# Editing printer color profile (.icm) Epson (making it put 100% more ink)



## amadeusbg (Oct 6, 2014)

Hello,

Let me introduce myself - I am Veselin and I am doing sublimation printing. I want to offer quality products and because of that I made a custom profile with a recently bought color calibrator (Colormunky photo).

Don't ask how and why but basically I found out that my profile puts too little ink - I did double prints (yes, strange but I actually printed one thing and printed on top of it on the same page the same thing again) and then the print is slightly darker but if I edit it a little in photoshop with opacity 89% and play a little with levels result is perfect. So basicly what I need is a way to make the profile or printer but like double the quantity of ink (or 100% more) and then just edit it in photoshop. I wonder if there is any software for editing printer color profiles or a way to just edit the DENSITY of the colors/inks?

In short I need a way to make the profile put about 180% more ink (or 200% and I will edit in Photoshop the opacity of the layers and the levels of brightness).

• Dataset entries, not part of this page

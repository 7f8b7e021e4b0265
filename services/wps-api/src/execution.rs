//! Execute request handling: synchronous, stored and stored-with-status.

use std::path::Path;
use std::sync::Arc;

use metrics::{counter, histogram};
use tracing::{error, info, warn, Instrument};
use wps_protocol::{
    ExecuteRequest, ExecuteResponse, ExecutionStatus, OutputReference, ProcessDescription,
    WpsError, WpsResult,
};

use crate::context::RequestContext;
use crate::error::ProcessResult;
use crate::outputs::ProcessOutputs;
use crate::processes::{Process, ProcessEnv};
use crate::state::AppState;

/// Execute a request and return the ExecuteResponse document.
///
/// With `status=true` the process runs in the background and the returned
/// document reports `ProcessAccepted`; the stored document is rewritten once
/// the process finishes.
pub async fn execute(state: Arc<AppState>, request: ExecuteRequest) -> WpsResult<String> {
    let process = state
        .registry
        .get(&request.identifier)
        .ok_or_else(|| WpsError::ProcessNotFound(request.identifier.clone()))?;

    let ctx = RequestContext::new(process.identifier());
    let service_url = state.config.service_url.clone();
    let stored = request
        .store_execute_response
        .then(|| state.env.outputs.status_document(&ctx));

    info!(
        parent: &ctx.span,
        inputs = request.inputs.len(),
        stored = stored.is_some(),
        background = request.status,
        "Execute request received"
    );

    if request.status {
        let (status_path, status_url) = stored.ok_or_else(|| {
            WpsError::Internal("status requires a stored response".to_string())
        })?;

        let accepted = ExecuteResponse::new(
            &service_url,
            process.description().clone(),
            ExecutionStatus::Accepted,
        )
        .with_status_location(&status_url)
        .build();
        write_document(&status_path, &accepted)
            .await
            .map_err(|e| WpsError::Internal(format!("Failed to store status document: {}", e)))?;

        let env = state.env.clone();
        let span = ctx.span.clone();
        tokio::spawn(
            async move {
                let result = run(&ctx, process.as_ref(), &request, &env).await;
                let document = response_for(&service_url, process.description(), &env, &result)
                    .with_status_location(&status_url)
                    .build();
                if let Err(e) = write_document(&status_path, &document).await {
                    error!(error = %e, path = %status_path.display(), "Failed to update status document");
                }
            }
            .instrument(span),
        );

        return Ok(accepted);
    }

    let result = run(&ctx, process.as_ref(), &request, &state.env)
        .instrument(ctx.span.clone())
        .await;

    if let Some((status_path, status_url)) = stored {
        let document = response_for(&service_url, process.description(), &state.env, &result)
            .with_status_location(&status_url)
            .build();
        if let Err(e) = write_document(&status_path, &document).await {
            warn!(parent: &ctx.span, error = %e, "Failed to store execute response");
        }
    }

    let outputs = result.map_err(WpsError::from)?;
    Ok(succeeded(&service_url, process.description(), &state.env, &outputs).build())
}

/// Run a process, recording outcome and duration.
async fn run(
    ctx: &RequestContext,
    process: &dyn Process,
    request: &ExecuteRequest,
    env: &ProcessEnv,
) -> ProcessResult<ProcessOutputs> {
    let result = process.execute(ctx, request, env).await;
    let elapsed = ctx.elapsed_ms();

    let outcome = match &result {
        Ok(outputs) => {
            info!(parent: &ctx.span, outputs = outputs.len(), elapsed_ms = elapsed, "Execution succeeded");
            "succeeded"
        }
        Err(e) => {
            error!(parent: &ctx.span, error = %e, kind = e.kind(), elapsed_ms = elapsed, "Execution failed");
            e.kind()
        }
    };

    counter!(
        "wps_executions_total",
        "process" => ctx.process.clone(),
        "outcome" => outcome
    )
    .increment(1);
    histogram!("wps_execute_duration_ms", "process" => ctx.process.clone()).record(elapsed as f64);

    result
}

fn response_for(
    service_url: &str,
    description: &ProcessDescription,
    env: &ProcessEnv,
    result: &ProcessResult<ProcessOutputs>,
) -> ExecuteResponse {
    match result {
        Ok(outputs) => succeeded(service_url, description, env, outputs),
        Err(e) => ExecuteResponse::new(
            service_url,
            description.clone(),
            ExecutionStatus::failed(e.exception_code(), e.to_string()),
        ),
    }
}

fn succeeded(
    service_url: &str,
    description: &ProcessDescription,
    env: &ProcessEnv,
    outputs: &ProcessOutputs,
) -> ExecuteResponse {
    outputs.iter().fold(
        ExecuteResponse::new(service_url, description.clone(), ExecutionStatus::Succeeded),
        |response, (identifier, file)| {
            let title = description
                .output(identifier)
                .map(|o| o.title.clone())
                .unwrap_or_else(|| identifier.clone());
            response.with_output(OutputReference {
                identifier: identifier.clone(),
                title,
                href: env.outputs.public_url(&file.path),
                mime_type: file.format.mime_type.clone(),
            })
        },
    )
}

async fn write_document(path: &Path, document: &str) -> std::io::Result<()> {
    if let Some(parent) = path.parent() {
        tokio::fs::create_dir_all(parent).await?;
    }
    tokio::fs::write(path, document).await
}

I really hope your tool can assist me or that you can direct me to a way that I can adjust ink density in the printer icm profile

I tried creating a profile for matte paper on high quality but it does not work and result is still the same - not saturated enough media when printing - so I just need a way to put more ink when printing. I am open to suggestions, thank you.

Best Wishes

Veselin


----------



## Signature Series (Jun 11, 2016)

You would need a RIP like Wasatch or something similar.


----------



## mgparrish (Jul 9, 2005)

amadeusbg said:


> Hello,
> 
> Let me introduce myself - I am Veselin and I am doing sublimation printing. I want to offer quality products and because of that I made a custom profile with a recently bought color calibrator (Colormunky photo).
> 
> ...


You mention that the **prints** are not dense enough, did you actually heat press them onto a substrate?

You shouldn't have to monkey inside the profile, clearly you've done something wrong. Did you actually print a target transfer **target** file from your color calibrator then heat press it to a substrate?

Any chance you only scanned the printed target into the color calibrator from the transfer paper? Unlike most profiling done we don't scan in from paper, use a heat press transfer target onto a flat substrate like Chromalux.

I use Chromalux aluminum 8x10 panels to transfer the target onto first then I scan (using i1 Studio from X-Rite). See the attached pic of the panels and a pressed test photo onto 100% poly fabric from my crappy  cell phone camera, the pressed poly looks much better in person, especially the grayscales .

This software has the target files built in, otherwise you need to Adobe Color Printer Utility (free) to print external target files. Don't print target files from inside any graphic app.

https://helpx.adobe.com/photoshop/kb/no-color-management-option-missing.html
Adobe Color Printer Utility is a printing utility for printing non-color managed color target files used by ICC Profile creation software.

Note that you must also set to "No Color Adjustment" option in the Epson printer driver (see attached pic of profiler software)

Also, while your paper setting will effect ink density your production transfers should only be printed with the same paper setting as the target transfer was. _The reason for ICC profiles is so we don't have to tweak images_, so you are defeating the purpose if your are image adjusting to compensate for a poor profile.

Having said that there does exist software that let's you edit profiles outside of your color calibrator software. Mine allows profile optimization if I choose to fine tune a completed profile. 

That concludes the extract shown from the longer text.